• **WORK ORDER**: Word for word, transcribe the material below from its first line to the line with "pub const CLIENT_ASSERTION_TYPE: &str", both included.

====

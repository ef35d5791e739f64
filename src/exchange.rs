//! Token endpoint exchanges.
//!
//! Two grants are supported: the JWT bearer grant (RFC 7523 §2.1) for
//! machine to machine access, and the authorization code grant with PKCE
//! where the assertion authenticates the client (RFC 7523 §2.2).

use std::{error::Error as StdError, fmt::Write as _, time::Duration};

use http::header;
use reqwest::{tls, Client as HttpClient};
use tracing::{debug, error};
use url::{form_urlencoded, Url};

use crate::error::{Error, Result};

pub const JWT_BEARER_GRANT_TYPE: &str = "urn:ietf:params:oauth:grant-type:jwt-bearer";
pub const CLIENT_ASSERTION_TYPE: &str = "urn:ietf:params:oauth:client-assertion-type:jwt-bearer";

/// A single grant request. The assertion is freshly built for each one.
#[derive(Debug, Clone, PartialEq, Eq)]
pub enum GrantRequest {
    JwtBearer {
        assertion: String,
    },
    AuthorizationCode {
        assertion: String,
        code: String,
        client_id: String,
        redirect_uri: String,
        code_verifier: String,
    },
}

impl GrantRequest {
    pub fn grant_type(&self) -> &'static str {
        match self {
            GrantRequest::JwtBearer { .. } => JWT_BEARER_GRANT_TYPE,
            GrantRequest::AuthorizationCode { .. } => "authorization_code",
        }
    }

    /// The `application/x-www-form-urlencoded` request body.
    pub fn form_body(&self) -> String {
        let mut form = form_urlencoded::Serializer::new(String::new());
        match self {
            GrantRequest::JwtBearer { assertion } => {
                form.append_pair("grant_type", self.grant_type())
                    .append_pair("assertion", assertion);
            }
            GrantRequest::AuthorizationCode {
                assertion,
                code,
                client_id,
                redirect_uri,
                code_verifier,
            } => {
                form.append_pair("client_id", client_id)
                    .append_pair("grant_type", self.grant_type())
                    .append_pair("code", code)
                    .append_pair("redirect_uri", redirect_uri)
                    .append_pair("code_verifier", code_verifier)
                    .append_pair("client_assertion_type", CLIENT_ASSERTION_TYPE)
                    .append_pair("client_assertion", assertion);
            }
        }
        form.finish()
    }
}

/// Outcome of one exchange, together with what was sent.
#[derive(Debug, Clone)]
pub struct TokenExchange {
    /// Exact form body posted to the token endpoint.
    pub request_body: String,
    /// The same request as a curl command line.
    pub curl_command: String,
    /// HTTP status, absent when the endpoint was never reached.
    pub status: Option<u16>,
    /// Raw response body, absent when the endpoint was never reached.
    pub body: Option<String>,
    /// Transport failure with its source chain.
    pub transport_error: Option<String>,
}

impl TokenExchange {
    /// True unless the endpoint answered with a 2xx status and the whole
    /// body was read.
    pub fn is_error(&self) -> bool {
        self.transport_error.is_some()
            || !matches!(self.status, Some(status) if (200..300).contains(&status))
    }

    /// `expires_in` of a successful response, as a number or numeric string.
    pub fn expires_in(&self) -> Option<u64> {
        let value = self.json_field("expires_in")?;
        value
            .as_u64()
            .or_else(|| value.as_str().and_then(|s| s.trim().parse().ok()))
    }

    pub fn access_token(&self) -> Option<String> {
        self.json_field("access_token")?
            .as_str()
            .map(str::to_string)
    }

    fn json_field(&self, name: &str) -> Option<serde_json::Value> {
        let body = self.body.as_deref()?;
        let mut json: serde_json::Value = serde_json::from_str(body).ok()?;
        json.get_mut(name).map(serde_json::Value::take)
    }

    /// The response body of a successful exchange, or the matching error.
    pub fn into_result(self) -> Result<String> {
        if let Some(e) = self.transport_error {
            return Err(Error::Transport(e));
        }
        match (self.status, self.body) {
            (Some(status), Some(body)) if (200..300).contains(&status) => Ok(body),
            (Some(status), body) => Err(Error::Grant {
                status,
                body: body.unwrap_or_default(),
            }),
            (None, _) => Err(Error::Transport("No response from token endpoint".to_string())),
        }
    }

    /// Operator facing report of a failed exchange.
    pub fn diagnostics(&self) -> String {
        let mut out = String::new();
        let _ = writeln!(out, "############");
        match self.status {
            Some(status) => {
                let _ = writeln!(out, "Token endpoint returned HTTP {status}");
            }
            None => {
                let _ = writeln!(out, "Failed request to token endpoint");
            }
        }
        if let Some(e) = &self.transport_error {
            let _ = writeln!(out, "Error: {e}");
        }
        let _ = writeln!(
            out,
            "Response: {}",
            self.body.as_deref().unwrap_or("<no response>")
        );
        let _ = writeln!(out, "Request body: {}", self.request_body);
        let _ = writeln!(out, "Call made (formatted as curl command):");
        let _ = writeln!(out, "{}", self.curl_command);
        let _ = write!(out, "############");
        out
    }
}

/// Build the curl equivalent of a token request.
pub fn curl_command(request_body: &str, token_endpoint: &Url) -> String {
    format!("curl -v -X POST -d '{request_body}' {token_endpoint}")
}

/// Posts grant requests to the token endpoint. One request per exchange,
/// no retries.
#[derive(Debug, Clone)]
pub struct TokenExchanger {
    client: HttpClient,
    token_endpoint: Url,
}

impl TokenExchanger {
    pub fn new(token_endpoint: Url, timeout: Duration) -> Result<Self> {
        let client = HttpClient::builder()
            .min_tls_version(tls::Version::TLS_1_2)
            .timeout(timeout)
            .build()
            .map_err(|e| Error::Configuration(format!("Failed to create HTTP client: {e}")))?;
        Ok(Self {
            client,
            token_endpoint,
        })
    }

    pub fn token_endpoint(&self) -> &Url {
        &self.token_endpoint
    }

    pub async fn exchange(&self, grant: &GrantRequest) -> TokenExchange {
        let request_body = grant.form_body();
        let mut exchange = TokenExchange {
            curl_command: curl_command(&request_body, &self.token_endpoint),
            request_body,
            status: None,
            body: None,
            transport_error: None,
        };

        debug!(
            "Requesting token from {} with grant {}",
            self.token_endpoint,
            grant.grant_type()
        );

        let response = self
            .client
            .post(self.token_endpoint.clone())
            .header(header::CONTENT_TYPE, "application/x-www-form-urlencoded")
            .body(exchange.request_body.clone())
            .send()
            .await;

        let response = match response {
            Ok(response) => response,
            Err(e) => {
                error!("Failed request to {}: {}", self.token_endpoint, e);
                exchange.transport_error = Some(error_chain(&e));
                return exchange;
            }
        };

        exchange.status = Some(response.status().as_u16());
        match response.text().await {
            Ok(body) => exchange.body = Some(body),
            Err(e) => {
                error!("Failed to read token response: {}", e);
                exchange.transport_error = Some(error_chain(&e));
            }
        }

        debug!(
            "Token endpoint answered {:?} (error: {})",
            exchange.status,
            exchange.is_error()
        );
        exchange
    }
}

fn error_chain(e: &dyn StdError) -> String {
    let mut message = e.to_string();
    let mut source = e.source();
    while let Some(inner) = source {
        let _ = write!(message, ": {inner}");
        source = inner.source();
    }
    message
}

#[cfg(test)]
mod tests {
    use super::*;
    use std::collections::HashMap;

    fn parse(body: &str) -> HashMap<String, String> {
        form_urlencoded::parse(body.as_bytes()).into_owned().collect()
    }

    fn exchange_with(status: Option<u16>, body: Option<&str>) -> TokenExchange {
        TokenExchange {
            request_body: "grant_type=x".to_string(),
            curl_command: "curl -v -X POST -d 'grant_type=x' https://example.com/token".to_string(),
            status,
            body: body.map(str::to_string),
            transport_error: None,
        }
    }

    #[test]
    fn test_jwt_bearer_form() {
        let grant = GrantRequest::JwtBearer {
            assertion: "a.b.c".to_string(),
        };
        let body = grant.form_body();
        assert_eq!(
            body,
            "grant_type=urn%3Aietf%3Aparams%3Aoauth%3Agrant-type%3Ajwt-bearer&assertion=a.b.c"
        );
    }

    #[test]
    fn test_authorization_code_form() {
        let grant = GrantRequest::AuthorizationCode {
            assertion: "a.b.c".to_string(),
            code: "ABC".to_string(),
            client_id: "my-client".to_string(),
            redirect_uri: "http://localhost:17823/response".to_string(),
            code_verifier: "verifier".to_string(),
        };
        let form = parse(&grant.form_body());
        assert_eq!(form.len(), 7);
        assert_eq!(form["client_id"], "my-client");
        assert_eq!(form["grant_type"], "authorization_code");
        assert_eq!(form["code"], "ABC");
        assert_eq!(form["redirect_uri"], "http://localhost:17823/response");
        assert_eq!(form["code_verifier"], "verifier");
        assert_eq!(form["client_assertion_type"], CLIENT_ASSERTION_TYPE);
        assert_eq!(form["client_assertion"], "a.b.c");
    }

    #[test]
    fn test_curl_command() {
        let endpoint = Url::parse("https://test.maskinporten.no/token").unwrap();
        assert_eq!(
            curl_command("grant_type=x&assertion=y", &endpoint),
            "curl -v -X POST -d 'grant_type=x&assertion=y' https://test.maskinporten.no/token"
        );
    }

    #[test]
    fn test_error_classification() {
        assert!(!exchange_with(Some(200), Some("{}")).is_error());
        assert!(!exchange_with(Some(204), None).is_error());
        assert!(exchange_with(Some(400), Some("{}")).is_error());
        assert!(exchange_with(Some(500), None).is_error());
        assert!(exchange_with(None, None).is_error());

        // Headers arrived but reading the body failed.
        let mut truncated = exchange_with(Some(200), None);
        truncated.transport_error = Some("connection reset while reading body".to_string());
        assert!(truncated.is_error());
        assert!(matches!(truncated.into_result(), Err(Error::Transport(_))));
    }

    #[test]
    fn test_expires_in_parsing() {
        let ok = exchange_with(Some(200), Some(r#"{"access_token":"t","expires_in":120}"#));
        assert_eq!(ok.expires_in(), Some(120));
        assert_eq!(ok.access_token().as_deref(), Some("t"));

        let string = exchange_with(Some(200), Some(r#"{"expires_in":"60"}"#));
        assert_eq!(string.expires_in(), Some(60));

        let missing = exchange_with(Some(200), Some(r#"{"access_token":"t"}"#));
        assert_eq!(missing.expires_in(), None);

        let garbage = exchange_with(Some(200), Some("not json"));
        assert_eq!(garbage.expires_in(), None);
    }

    #[test]
    fn test_into_result() {
        assert_eq!(
            exchange_with(Some(200), Some("{}")).into_result().unwrap(),
            "{}"
        );
        match exchange_with(Some(401), Some("denied")).into_result() {
            Err(Error::Grant { status, body }) => {
                assert_eq!(status, 401);
                assert_eq!(body, "denied");
            }
            other => panic!("unexpected result: {other:?}"),
        }

        let mut failed = exchange_with(None, None);
        failed.transport_error = Some("connection refused".to_string());
        assert!(matches!(failed.into_result(), Err(Error::Transport(_))));
    }

    #[test]
    fn test_diagnostics_contains_body_and_curl() {
        let exchange = exchange_with(Some(500), Some(r#"{"error":"server_error"}"#));
        let report = exchange.diagnostics();
        assert!(report.contains("HTTP 500"));
        assert!(report.contains(r#"{"error":"server_error"}"#));
        assert!(report.contains(&exchange.curl_command));
        assert!(report.contains("Request body: grant_type=x"));
    }
}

====

• **SOLUTION TO THIS TASK**:
repository ef35d5791e739f64
filename src/exchange.rs
//! Token endpoint exchanges.
//!
//! Two grants are supported: the JWT bearer grant (RFC 7523 §2.1) for
//! machine to machine access, and the authorization code grant with PKCE
//! where the assertion authenticates the client (RFC 7523 §2.2).

use std::{error::Error as StdError, fmt::Write as _, time::Duration};

use http::header;
use reqwest::{tls, Client as HttpClient};
use tracing::{debug, error};
use url::{form_urlencoded, Url};

use crate::error::{Error, Result};

pub const JWT_BEARER_GRANT_TYPE: &str = "urn:ietf:params:oauth:grant-type:jwt-bearer";
pub const CLIENT_ASSERTION_TYPE: &str = "urn:ietf:params:oauth:client-assertion-type:jwt-bearer";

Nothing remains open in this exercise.